-- Opening Marker --

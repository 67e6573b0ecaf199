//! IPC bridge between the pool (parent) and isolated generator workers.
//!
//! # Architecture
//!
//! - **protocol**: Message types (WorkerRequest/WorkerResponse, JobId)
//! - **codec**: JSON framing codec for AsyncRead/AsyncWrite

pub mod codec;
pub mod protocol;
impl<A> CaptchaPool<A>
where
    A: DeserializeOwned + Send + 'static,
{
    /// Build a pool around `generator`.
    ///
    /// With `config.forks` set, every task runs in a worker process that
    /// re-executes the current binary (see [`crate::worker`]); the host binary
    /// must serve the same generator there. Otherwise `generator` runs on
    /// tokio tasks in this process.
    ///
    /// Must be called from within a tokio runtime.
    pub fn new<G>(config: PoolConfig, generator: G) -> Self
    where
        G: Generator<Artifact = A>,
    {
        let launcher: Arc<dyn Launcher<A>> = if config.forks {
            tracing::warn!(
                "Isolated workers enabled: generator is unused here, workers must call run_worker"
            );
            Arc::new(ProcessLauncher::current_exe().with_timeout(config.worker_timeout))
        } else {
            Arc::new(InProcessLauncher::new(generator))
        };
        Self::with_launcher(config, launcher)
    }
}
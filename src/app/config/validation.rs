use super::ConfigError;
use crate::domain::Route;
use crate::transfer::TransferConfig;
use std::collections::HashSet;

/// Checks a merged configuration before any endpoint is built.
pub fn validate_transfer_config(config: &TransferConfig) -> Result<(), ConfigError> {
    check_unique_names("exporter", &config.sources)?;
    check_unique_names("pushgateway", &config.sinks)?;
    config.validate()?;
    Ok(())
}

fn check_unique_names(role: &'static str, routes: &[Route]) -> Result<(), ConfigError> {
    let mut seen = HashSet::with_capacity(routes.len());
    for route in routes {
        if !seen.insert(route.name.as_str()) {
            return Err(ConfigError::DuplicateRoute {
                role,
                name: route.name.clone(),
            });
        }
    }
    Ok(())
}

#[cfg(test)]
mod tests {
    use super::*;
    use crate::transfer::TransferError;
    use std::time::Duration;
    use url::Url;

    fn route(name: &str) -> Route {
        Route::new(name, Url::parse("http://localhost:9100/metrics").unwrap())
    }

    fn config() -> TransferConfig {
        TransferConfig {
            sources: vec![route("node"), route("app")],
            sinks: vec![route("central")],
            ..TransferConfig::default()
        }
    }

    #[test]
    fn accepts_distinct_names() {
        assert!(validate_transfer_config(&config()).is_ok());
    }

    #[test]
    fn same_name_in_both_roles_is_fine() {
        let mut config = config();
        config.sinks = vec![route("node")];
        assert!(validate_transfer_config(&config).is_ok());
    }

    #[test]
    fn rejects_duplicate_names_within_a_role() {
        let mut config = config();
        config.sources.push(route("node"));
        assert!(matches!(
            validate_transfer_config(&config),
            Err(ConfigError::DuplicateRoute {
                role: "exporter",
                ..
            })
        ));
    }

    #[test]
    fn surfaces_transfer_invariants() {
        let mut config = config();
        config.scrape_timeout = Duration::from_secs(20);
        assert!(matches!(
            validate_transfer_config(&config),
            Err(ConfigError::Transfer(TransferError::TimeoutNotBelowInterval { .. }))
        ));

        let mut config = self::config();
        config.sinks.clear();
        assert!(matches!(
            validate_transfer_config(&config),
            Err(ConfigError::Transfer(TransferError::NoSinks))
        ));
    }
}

-- Closing Marker --

ACTION ITEM:
Search the data for the word "crate" and report how many lines include it, with the number alone.

EXPECTED ANSWER:
4